Please copy each line of the data that includes the string "emitted".

Provided records →
========

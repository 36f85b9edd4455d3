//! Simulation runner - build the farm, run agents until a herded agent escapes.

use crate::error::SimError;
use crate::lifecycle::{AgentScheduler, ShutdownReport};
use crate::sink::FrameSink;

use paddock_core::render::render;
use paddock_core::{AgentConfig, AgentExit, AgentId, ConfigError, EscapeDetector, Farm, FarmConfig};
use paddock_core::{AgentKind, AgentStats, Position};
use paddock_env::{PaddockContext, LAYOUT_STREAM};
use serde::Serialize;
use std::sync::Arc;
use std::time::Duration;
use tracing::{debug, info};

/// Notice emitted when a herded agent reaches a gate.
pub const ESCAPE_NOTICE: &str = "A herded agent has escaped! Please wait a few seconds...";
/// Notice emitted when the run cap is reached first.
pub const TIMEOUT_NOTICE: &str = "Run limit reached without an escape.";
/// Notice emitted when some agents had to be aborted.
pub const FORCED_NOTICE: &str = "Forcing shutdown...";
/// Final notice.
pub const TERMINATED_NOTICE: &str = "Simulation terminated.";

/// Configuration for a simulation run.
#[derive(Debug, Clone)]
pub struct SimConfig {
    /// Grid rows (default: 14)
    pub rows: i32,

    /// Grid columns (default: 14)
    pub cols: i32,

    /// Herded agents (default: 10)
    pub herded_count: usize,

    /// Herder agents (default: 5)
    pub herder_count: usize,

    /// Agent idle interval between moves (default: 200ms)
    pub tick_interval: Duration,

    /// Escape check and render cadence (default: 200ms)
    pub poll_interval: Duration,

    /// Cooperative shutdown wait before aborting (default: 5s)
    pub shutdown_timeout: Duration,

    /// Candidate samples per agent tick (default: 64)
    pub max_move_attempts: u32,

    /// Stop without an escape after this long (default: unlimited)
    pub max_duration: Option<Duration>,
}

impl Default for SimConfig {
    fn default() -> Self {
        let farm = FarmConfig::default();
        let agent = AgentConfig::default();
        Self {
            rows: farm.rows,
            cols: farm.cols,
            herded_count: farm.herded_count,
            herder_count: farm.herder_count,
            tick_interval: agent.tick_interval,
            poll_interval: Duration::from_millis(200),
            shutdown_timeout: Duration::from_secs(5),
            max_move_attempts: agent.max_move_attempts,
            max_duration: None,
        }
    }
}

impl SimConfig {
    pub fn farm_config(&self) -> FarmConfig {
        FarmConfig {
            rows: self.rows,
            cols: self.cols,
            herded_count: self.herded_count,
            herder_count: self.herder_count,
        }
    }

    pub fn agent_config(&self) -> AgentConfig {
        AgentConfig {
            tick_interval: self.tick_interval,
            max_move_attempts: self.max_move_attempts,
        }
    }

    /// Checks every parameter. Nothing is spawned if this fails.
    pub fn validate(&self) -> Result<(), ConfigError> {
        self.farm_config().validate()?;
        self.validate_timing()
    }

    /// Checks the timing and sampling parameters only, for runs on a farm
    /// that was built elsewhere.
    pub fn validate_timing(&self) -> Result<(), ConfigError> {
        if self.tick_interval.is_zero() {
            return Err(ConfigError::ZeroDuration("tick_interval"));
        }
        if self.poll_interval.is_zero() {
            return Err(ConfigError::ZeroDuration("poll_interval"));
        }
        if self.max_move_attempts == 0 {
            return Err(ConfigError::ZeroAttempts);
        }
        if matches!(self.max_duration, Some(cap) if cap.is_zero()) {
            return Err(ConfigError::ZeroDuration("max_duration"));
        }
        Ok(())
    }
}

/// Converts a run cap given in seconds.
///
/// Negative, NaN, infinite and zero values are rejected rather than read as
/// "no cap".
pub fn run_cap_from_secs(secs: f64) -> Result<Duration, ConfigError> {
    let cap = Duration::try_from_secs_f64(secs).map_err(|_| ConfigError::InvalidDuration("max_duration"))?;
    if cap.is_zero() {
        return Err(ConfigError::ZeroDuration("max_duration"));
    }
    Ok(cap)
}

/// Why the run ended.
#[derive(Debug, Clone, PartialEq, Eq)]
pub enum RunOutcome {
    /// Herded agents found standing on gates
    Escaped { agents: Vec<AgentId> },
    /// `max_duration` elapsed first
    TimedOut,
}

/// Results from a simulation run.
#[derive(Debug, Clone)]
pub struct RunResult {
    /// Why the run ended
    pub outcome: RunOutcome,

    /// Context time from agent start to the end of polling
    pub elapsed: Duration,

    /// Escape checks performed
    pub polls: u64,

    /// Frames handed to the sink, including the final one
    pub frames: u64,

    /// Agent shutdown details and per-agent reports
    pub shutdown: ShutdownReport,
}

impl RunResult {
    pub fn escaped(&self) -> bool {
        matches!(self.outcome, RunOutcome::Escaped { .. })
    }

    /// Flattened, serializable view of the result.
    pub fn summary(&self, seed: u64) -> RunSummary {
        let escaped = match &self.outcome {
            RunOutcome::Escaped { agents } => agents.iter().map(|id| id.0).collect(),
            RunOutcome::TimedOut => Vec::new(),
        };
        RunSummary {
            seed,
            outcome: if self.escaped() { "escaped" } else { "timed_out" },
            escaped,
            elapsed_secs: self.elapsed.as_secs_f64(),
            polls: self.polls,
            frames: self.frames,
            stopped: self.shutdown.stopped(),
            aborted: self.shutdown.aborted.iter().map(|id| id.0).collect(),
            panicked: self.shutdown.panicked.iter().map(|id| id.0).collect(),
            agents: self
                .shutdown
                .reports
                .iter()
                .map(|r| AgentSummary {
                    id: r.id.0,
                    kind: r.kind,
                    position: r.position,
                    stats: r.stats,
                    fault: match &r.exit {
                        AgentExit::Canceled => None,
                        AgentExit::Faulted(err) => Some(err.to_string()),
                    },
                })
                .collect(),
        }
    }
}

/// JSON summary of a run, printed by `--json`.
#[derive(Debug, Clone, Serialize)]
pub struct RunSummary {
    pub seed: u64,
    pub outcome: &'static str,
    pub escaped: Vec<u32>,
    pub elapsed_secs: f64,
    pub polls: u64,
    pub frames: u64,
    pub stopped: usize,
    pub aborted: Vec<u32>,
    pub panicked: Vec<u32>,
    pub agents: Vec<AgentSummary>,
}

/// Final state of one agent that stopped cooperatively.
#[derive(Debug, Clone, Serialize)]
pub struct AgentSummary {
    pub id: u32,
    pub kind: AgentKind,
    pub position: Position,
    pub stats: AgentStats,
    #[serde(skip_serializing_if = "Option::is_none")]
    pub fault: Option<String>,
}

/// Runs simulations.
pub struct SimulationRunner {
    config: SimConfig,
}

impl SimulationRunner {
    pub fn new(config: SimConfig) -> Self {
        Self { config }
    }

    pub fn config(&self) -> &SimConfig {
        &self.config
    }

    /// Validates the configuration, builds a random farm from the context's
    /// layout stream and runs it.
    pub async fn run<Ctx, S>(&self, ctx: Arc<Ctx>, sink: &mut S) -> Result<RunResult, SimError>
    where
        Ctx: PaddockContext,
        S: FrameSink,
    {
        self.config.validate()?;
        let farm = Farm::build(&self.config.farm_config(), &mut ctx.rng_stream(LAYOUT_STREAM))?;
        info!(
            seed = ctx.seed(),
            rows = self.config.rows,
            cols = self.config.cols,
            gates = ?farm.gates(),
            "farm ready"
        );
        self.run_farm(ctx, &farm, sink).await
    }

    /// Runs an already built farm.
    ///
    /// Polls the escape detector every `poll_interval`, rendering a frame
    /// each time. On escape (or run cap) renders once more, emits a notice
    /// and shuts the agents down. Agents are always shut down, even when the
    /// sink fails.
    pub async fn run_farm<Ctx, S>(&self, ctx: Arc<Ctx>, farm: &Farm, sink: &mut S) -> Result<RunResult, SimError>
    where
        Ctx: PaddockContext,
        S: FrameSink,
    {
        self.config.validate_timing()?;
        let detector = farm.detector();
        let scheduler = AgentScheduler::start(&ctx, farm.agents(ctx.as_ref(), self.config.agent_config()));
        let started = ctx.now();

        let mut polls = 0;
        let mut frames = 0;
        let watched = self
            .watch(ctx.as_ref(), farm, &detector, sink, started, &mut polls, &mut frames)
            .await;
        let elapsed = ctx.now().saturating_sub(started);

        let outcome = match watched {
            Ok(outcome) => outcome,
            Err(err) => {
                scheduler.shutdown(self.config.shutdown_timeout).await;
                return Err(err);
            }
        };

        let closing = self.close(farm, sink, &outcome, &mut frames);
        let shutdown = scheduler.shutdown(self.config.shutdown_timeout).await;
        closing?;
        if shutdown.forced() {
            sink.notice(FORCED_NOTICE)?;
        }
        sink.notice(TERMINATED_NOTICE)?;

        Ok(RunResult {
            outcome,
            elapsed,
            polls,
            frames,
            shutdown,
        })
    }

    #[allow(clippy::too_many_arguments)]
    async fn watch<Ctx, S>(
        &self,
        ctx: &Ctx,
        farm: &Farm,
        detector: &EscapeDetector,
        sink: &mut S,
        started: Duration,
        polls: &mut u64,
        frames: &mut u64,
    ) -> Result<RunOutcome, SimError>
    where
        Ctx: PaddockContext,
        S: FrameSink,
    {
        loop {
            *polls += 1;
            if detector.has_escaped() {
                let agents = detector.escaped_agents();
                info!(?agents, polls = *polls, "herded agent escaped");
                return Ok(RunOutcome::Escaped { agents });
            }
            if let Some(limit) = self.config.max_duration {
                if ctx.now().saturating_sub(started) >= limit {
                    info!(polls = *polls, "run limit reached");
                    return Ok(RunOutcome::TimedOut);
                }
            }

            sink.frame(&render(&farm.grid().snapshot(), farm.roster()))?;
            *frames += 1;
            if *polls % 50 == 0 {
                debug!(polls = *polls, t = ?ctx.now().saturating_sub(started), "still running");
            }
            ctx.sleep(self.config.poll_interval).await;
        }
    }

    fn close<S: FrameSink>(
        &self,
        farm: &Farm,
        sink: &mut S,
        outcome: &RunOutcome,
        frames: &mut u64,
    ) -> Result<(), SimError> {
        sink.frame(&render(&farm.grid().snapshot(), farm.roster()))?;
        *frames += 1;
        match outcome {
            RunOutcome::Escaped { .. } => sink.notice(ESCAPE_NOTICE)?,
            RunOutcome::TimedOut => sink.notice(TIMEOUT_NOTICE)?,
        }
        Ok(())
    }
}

========

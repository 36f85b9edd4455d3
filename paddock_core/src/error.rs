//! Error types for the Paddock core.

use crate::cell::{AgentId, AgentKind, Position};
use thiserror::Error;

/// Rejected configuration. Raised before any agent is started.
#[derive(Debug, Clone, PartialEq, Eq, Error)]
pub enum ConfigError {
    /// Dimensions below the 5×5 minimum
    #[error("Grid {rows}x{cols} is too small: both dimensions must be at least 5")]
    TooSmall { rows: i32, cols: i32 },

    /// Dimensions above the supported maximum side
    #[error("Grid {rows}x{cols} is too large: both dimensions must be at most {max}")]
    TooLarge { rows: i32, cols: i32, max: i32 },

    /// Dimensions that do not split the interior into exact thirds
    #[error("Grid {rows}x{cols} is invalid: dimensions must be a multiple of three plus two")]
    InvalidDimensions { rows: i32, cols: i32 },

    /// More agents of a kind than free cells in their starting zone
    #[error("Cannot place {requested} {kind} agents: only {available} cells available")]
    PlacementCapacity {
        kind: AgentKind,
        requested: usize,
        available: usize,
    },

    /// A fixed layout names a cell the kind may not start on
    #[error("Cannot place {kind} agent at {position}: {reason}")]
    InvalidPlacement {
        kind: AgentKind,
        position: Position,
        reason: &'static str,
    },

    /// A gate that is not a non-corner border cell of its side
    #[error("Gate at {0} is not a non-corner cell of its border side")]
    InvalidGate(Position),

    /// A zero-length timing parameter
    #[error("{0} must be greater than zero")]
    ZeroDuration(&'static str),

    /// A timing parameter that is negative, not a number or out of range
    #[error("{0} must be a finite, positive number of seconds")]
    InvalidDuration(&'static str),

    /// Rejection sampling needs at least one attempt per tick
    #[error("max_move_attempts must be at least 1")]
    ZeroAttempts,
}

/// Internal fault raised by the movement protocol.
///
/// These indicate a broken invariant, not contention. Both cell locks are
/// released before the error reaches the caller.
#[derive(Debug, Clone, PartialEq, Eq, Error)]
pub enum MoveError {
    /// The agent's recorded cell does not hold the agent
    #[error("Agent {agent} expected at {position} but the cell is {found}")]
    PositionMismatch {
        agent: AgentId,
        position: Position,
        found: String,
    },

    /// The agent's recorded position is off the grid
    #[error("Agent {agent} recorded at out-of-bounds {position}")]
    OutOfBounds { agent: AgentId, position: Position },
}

========

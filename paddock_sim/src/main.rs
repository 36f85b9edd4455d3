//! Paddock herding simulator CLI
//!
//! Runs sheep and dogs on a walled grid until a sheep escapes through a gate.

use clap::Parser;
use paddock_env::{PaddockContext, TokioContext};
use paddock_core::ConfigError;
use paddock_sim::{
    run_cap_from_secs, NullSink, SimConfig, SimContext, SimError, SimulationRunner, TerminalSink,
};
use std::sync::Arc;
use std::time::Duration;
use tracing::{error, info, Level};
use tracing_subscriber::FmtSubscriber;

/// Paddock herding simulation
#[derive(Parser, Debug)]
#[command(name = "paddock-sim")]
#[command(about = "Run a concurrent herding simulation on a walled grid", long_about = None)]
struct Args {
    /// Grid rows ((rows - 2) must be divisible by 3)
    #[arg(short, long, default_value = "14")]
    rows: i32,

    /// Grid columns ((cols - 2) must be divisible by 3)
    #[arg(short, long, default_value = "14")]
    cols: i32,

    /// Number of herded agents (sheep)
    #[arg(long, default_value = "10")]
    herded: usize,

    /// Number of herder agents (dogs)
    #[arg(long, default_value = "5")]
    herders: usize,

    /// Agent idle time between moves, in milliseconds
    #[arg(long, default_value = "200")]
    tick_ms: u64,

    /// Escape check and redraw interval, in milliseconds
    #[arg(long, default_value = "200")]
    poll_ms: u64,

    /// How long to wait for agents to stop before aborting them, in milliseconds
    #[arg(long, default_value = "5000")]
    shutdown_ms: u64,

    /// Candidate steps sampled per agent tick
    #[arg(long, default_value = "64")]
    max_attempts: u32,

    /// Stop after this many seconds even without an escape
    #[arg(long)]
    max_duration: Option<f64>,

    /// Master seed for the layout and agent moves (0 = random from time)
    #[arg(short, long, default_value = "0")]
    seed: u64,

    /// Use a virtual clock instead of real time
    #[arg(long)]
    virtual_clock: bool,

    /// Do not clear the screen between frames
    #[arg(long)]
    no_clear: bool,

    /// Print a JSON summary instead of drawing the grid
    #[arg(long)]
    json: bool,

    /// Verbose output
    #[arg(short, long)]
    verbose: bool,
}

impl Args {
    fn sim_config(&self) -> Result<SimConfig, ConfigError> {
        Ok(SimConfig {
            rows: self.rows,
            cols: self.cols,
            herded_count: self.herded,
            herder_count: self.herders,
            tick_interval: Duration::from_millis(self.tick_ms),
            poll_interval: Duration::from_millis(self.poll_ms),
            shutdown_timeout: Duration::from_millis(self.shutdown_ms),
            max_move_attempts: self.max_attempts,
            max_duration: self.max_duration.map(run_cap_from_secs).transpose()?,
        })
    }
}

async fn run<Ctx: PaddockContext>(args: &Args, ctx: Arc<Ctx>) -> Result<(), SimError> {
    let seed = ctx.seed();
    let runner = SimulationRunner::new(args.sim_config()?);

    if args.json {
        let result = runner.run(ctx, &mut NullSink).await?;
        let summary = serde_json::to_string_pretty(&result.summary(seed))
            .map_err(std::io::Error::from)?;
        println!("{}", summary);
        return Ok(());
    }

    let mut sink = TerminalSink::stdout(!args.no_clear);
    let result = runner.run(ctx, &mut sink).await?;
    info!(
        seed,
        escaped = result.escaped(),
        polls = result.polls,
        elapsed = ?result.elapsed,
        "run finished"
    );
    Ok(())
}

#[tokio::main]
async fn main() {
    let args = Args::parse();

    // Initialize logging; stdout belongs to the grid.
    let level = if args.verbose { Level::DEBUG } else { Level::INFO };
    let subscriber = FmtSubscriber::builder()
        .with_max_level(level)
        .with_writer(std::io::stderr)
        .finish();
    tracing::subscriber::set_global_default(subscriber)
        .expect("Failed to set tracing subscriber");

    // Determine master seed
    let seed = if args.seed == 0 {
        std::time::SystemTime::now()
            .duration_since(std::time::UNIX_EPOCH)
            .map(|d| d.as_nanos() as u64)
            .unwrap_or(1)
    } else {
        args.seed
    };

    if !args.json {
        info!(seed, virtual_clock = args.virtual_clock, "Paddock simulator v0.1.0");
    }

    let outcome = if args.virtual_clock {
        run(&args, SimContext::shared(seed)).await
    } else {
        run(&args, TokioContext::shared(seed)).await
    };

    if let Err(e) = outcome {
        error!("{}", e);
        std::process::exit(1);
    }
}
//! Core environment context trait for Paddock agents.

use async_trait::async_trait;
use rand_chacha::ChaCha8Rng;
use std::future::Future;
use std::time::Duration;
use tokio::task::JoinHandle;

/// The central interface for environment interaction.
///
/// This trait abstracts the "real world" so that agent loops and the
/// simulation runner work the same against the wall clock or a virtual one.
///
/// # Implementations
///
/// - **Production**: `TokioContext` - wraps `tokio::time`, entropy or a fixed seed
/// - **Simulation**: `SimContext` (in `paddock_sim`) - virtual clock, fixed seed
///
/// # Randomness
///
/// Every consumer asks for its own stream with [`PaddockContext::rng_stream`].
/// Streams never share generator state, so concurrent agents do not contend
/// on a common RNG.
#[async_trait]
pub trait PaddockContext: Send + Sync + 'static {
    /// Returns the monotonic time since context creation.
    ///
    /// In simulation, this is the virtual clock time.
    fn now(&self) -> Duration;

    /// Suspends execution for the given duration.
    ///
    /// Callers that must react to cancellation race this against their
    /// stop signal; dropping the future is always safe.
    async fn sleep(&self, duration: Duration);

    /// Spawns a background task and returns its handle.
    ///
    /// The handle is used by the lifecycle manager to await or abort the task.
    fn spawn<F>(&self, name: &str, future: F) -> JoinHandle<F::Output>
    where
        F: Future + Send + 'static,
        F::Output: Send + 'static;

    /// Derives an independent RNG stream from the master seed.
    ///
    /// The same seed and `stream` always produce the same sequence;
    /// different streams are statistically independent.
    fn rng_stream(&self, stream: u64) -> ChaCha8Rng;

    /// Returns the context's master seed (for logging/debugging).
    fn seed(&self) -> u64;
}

========

Result for this exercise →
/// Notice emitted when a herded agent reaches a gate.
/// Notice emitted when the run cap is reached first.
/// Notice emitted when some agents had to be aborted.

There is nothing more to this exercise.